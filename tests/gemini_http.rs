//! Wire-format tests for the Gemini client against a local mock server.
//!
//! An axum app bound to 127.0.0.1:0 plays the `generateContent` endpoint:
//! it records what it received and answers with a canned status and body.

use axum::body::Bytes;
use axum::extract::State;
use axum::http::{HeaderMap, HeaderValue, StatusCode, Uri};
use axum::response::{IntoResponse, Response};
use axum::Router;
use physics_tutor::prompts::DEFAULT_SYSTEM_INSTRUCTION;
use physics_tutor::{ask, ask_to_file, ErrorKind, ImageAttachment, TutorConfig, TutorError};
use serde_json::{json, Value};
use std::io::Cursor;
use std::sync::{Arc, Mutex};

// ── Mock server ──────────────────────────────────────────────────────────────

#[derive(Debug, Clone)]
struct Received {
    path: String,
    api_key: Option<String>,
    body: Value,
}

#[derive(Clone)]
struct Mock {
    received: Arc<Mutex<Vec<Received>>>,
    status: StatusCode,
    body: Value,
    retry_after: Option<&'static str>,
}

async fn handler(State(mock): State<Mock>, uri: Uri, headers: HeaderMap, body: Bytes) -> Response {
    mock.received.lock().unwrap().push(Received {
        path: uri.path().to_string(),
        api_key: headers
            .get("x-goog-api-key")
            .and_then(|v| v.to_str().ok())
            .map(str::to_string),
        body: serde_json::from_slice(&body).unwrap_or(Value::Null),
    });

    let mut response = (mock.status, axum::Json(mock.body.clone())).into_response();
    if let Some(secs) = mock.retry_after {
        response
            .headers_mut()
            .insert("retry-after", HeaderValue::from_static(secs));
    }
    response
}

/// Start the mock; returns its base URL and the request log.
async fn start_mock(
    status: StatusCode,
    body: Value,
    retry_after: Option<&'static str>,
) -> (String, Arc<Mutex<Vec<Received>>>) {
    let received = Arc::new(Mutex::new(Vec::new()));
    let app = Router::new().fallback(handler).with_state(Mock {
        received: Arc::clone(&received),
        status,
        body,
        retry_after,
    });

    let listener = tokio::net::TcpListener::bind("127.0.0.1:0").await.unwrap();
    let addr = listener.local_addr().unwrap();
    tokio::spawn(async move {
        axum::serve(listener, app).await.unwrap();
    });
    (format!("http://{addr}"), received)
}

fn config(base_url: &str) -> TutorConfig {
    TutorConfig::builder()
        .base_url(base_url)
        .api_key("test-key")
        .api_timeout_secs(10)
        .build()
        .unwrap()
}

fn ok_body(parts: Value) -> Value {
    json!({
        "candidates": [{ "content": { "role": "model", "parts": parts }, "finishReason": "STOP" }],
        "usageMetadata": { "promptTokenCount": 12, "candidatesTokenCount": 34, "totalTokenCount": 46 }
    })
}

// ── Request shape ────────────────────────────────────────────────────────────

#[tokio::test]
async fn sends_parts_instruction_and_key() {
    let (url, received) = start_mock(
        StatusCode::OK,
        ok_body(json!([{ "text": "## Solution\n\n" }, { "text": "$F = ma$" }])),
        None,
    )
    .await;

    let question = "A 2 kg block is pushed with 10 N. Acceleration?";
    let out = ask(Some(question.into()), None, &config(&url)).await.unwrap();

    assert_eq!(out.answer.as_str(), "## Solution\n\n$F = ma$");
    assert_eq!(out.stats.input_tokens, Some(12));
    assert_eq!(out.stats.output_tokens, Some(34));
    assert_eq!(out.stats.provider, "gemini");
    assert!(out.rendered.html.contains("<math"), "got: {}", out.rendered.html);

    let log = received.lock().unwrap().clone();
    assert_eq!(log.len(), 1);
    let req = &log[0];
    assert_eq!(req.path, "/v1beta/models/gemini-2.5-flash:generateContent");
    assert_eq!(req.api_key.as_deref(), Some("test-key"));
    assert_eq!(req.body["contents"][0]["role"], "user");
    assert_eq!(req.body["contents"][0]["parts"], json!([{ "text": question }]));
    assert_eq!(
        req.body["systemInstruction"]["parts"][0]["text"],
        DEFAULT_SYSTEM_INSTRUCTION
    );
    assert!(req.body.get("generationConfig").is_none());
}

#[tokio::test]
async fn image_goes_as_inline_data_after_text() {
    let (url, received) = start_mock(StatusCode::OK, ok_body(json!([{ "text": "ok" }])), None).await;

    let mut png = Cursor::new(Vec::new());
    image::DynamicImage::ImageRgb8(image::RgbImage::new(2, 2))
        .write_to(&mut png, image::ImageFormat::Png)
        .unwrap();
    let image = ImageAttachment::from_bytes(png.into_inner()).unwrap();

    ask(Some("See picture".into()), Some(image), &config(&url))
        .await
        .unwrap();

    let body = received.lock().unwrap()[0].body.clone();
    let parts = body["contents"][0]["parts"].as_array().unwrap().clone();
    assert_eq!(parts.len(), 2);
    assert_eq!(parts[0]["text"], "See picture");
    assert_eq!(parts[1]["inlineData"]["mimeType"], "image/png");
    assert!(parts[1]["inlineData"]["data"].as_str().unwrap().starts_with("iVBORw0KGgo"));
}

#[tokio::test]
async fn generation_config_is_sent_when_tuned() {
    let (url, received) = start_mock(StatusCode::OK, ok_body(json!([{ "text": "ok" }])), None).await;
    let config = TutorConfig::builder()
        .base_url(&url)
        .api_key("k")
        .model("gemini-2.5-pro")
        .temperature(0.2)
        .max_tokens(2048)
        .build()
        .unwrap();

    ask(Some("q".into()), None, &config).await.unwrap();

    let req = received.lock().unwrap()[0].clone();
    assert_eq!(req.path, "/v1beta/models/gemini-2.5-pro:generateContent");
    assert_eq!(req.body["generationConfig"]["maxOutputTokens"], 2048);
    let t = req.body["generationConfig"]["temperature"].as_f64().unwrap();
    assert!((t - 0.2).abs() < 1e-6);
}

// ── Response handling ────────────────────────────────────────────────────────

#[tokio::test]
async fn thought_parts_are_skipped() {
    let (url, _) = start_mock(
        StatusCode::OK,
        ok_body(json!([
            { "text": "Let me think about forces...", "thought": true },
            { "text": "**Difficulty:** Easy" }
        ])),
        None,
    )
    .await;

    let out = ask(Some("q".into()), None, &config(&url)).await.unwrap();
    assert_eq!(out.answer.as_str(), "**Difficulty:** Easy");
}

#[tokio::test]
async fn blocked_prompt_is_empty_response() {
    let (url, _) = start_mock(
        StatusCode::OK,
        json!({ "promptFeedback": { "blockReason": "SAFETY" } }),
        None,
    )
    .await;

    let err = ask(Some("q".into()), None, &config(&url)).await.unwrap_err();
    match err {
        TutorError::EmptyResponse { reason } => assert!(reason.contains("SAFETY"), "got: {reason}"),
        other => panic!("expected EmptyResponse, got {other:?}"),
    }
}

#[tokio::test]
async fn unauthorised_maps_to_auth_error() {
    let (url, _) = start_mock(
        StatusCode::FORBIDDEN,
        json!({ "error": { "code": 403, "message": "API key not valid.", "status": "PERMISSION_DENIED" } }),
        None,
    )
    .await;

    let err = ask(Some("q".into()), None, &config(&url)).await.unwrap_err();
    assert!(matches!(err, TutorError::AuthError { .. }), "got {err:?}");
    assert!(err.to_string().contains("API key not valid."));
}

#[tokio::test]
async fn rate_limit_honours_retry_after() {
    let (url, _) = start_mock(
        StatusCode::TOO_MANY_REQUESTS,
        json!({ "error": { "message": "quota", "status": "RESOURCE_EXHAUSTED" } }),
        Some("17"),
    )
    .await;

    let err = ask(Some("q".into()), None, &config(&url)).await.unwrap_err();
    assert!(
        matches!(err, TutorError::RateLimitExceeded { retry_after_secs: Some(17), .. }),
        "got {err:?}"
    );
}

#[tokio::test]
async fn server_error_carries_detail_into_user_message() {
    let (url, _) = start_mock(
        StatusCode::SERVICE_UNAVAILABLE,
        json!({ "error": { "message": "The model is overloaded.", "status": "UNAVAILABLE" } }),
        None,
    )
    .await;

    let err = ask(Some("q".into()), None, &config(&url)).await.unwrap_err();
    assert_eq!(err.kind(), ErrorKind::Service);
    let message = err.user_message();
    assert!(message.contains("HTTP 503"), "got: {message}");
    assert!(message.contains("The model is overloaded."), "got: {message}");
}

#[tokio::test]
async fn missing_key_fails_at_call_time_without_network() {
    let (url, received) = start_mock(StatusCode::OK, ok_body(json!([{ "text": "ok" }])), None).await;
    let config = TutorConfig::builder().base_url(&url).build().unwrap();

    let err = ask(Some("q".into()), None, &config).await.unwrap_err();
    assert!(matches!(err, TutorError::ProviderNotConfigured { .. }), "got {err:?}");
    assert!(received.lock().unwrap().is_empty());
}

// ── File output ──────────────────────────────────────────────────────────────

#[tokio::test]
async fn ask_to_file_writes_a_standalone_page() {
    let (url, _) = start_mock(
        StatusCode::OK,
        ok_body(json!([{ "text": "## Final Answer\n\n```\nv = 14.1 m/s\n```\n" }])),
        None,
    )
    .await;
    let dir = tempfile::tempdir().unwrap();
    let path = dir.path().join("answer.html");

    let stats = ask_to_file(Some("q".into()), None, &path, &config(&url))
        .await
        .unwrap();

    assert_eq!(stats.content_parts, 1);
    let html = std::fs::read_to_string(&path).unwrap();
    assert!(html.starts_with("<!DOCTYPE html>"));
    assert!(html.contains("<h2>Final Answer</h2>"));
    assert!(html.contains("v = 14.1 m/s"));
}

::::

> _Exercise goal_
Pick out the lines above containing the word "axum", then copy them.

> _Solution to this task_
//! An axum app bound to 127.0.0.1:0 plays the `generateContent` endpoint:
use axum::body::Bytes;
use axum::extract::State;
use axum::http::{HeaderMap, HeaderValue, StatusCode, Uri};
use axum::response::{IntoResponse, Response};
use axum::Router;
    let mut response = (mock.status, axum::Json(mock.body.clone())).into_response();
        axum::serve(listener, app).await.unwrap();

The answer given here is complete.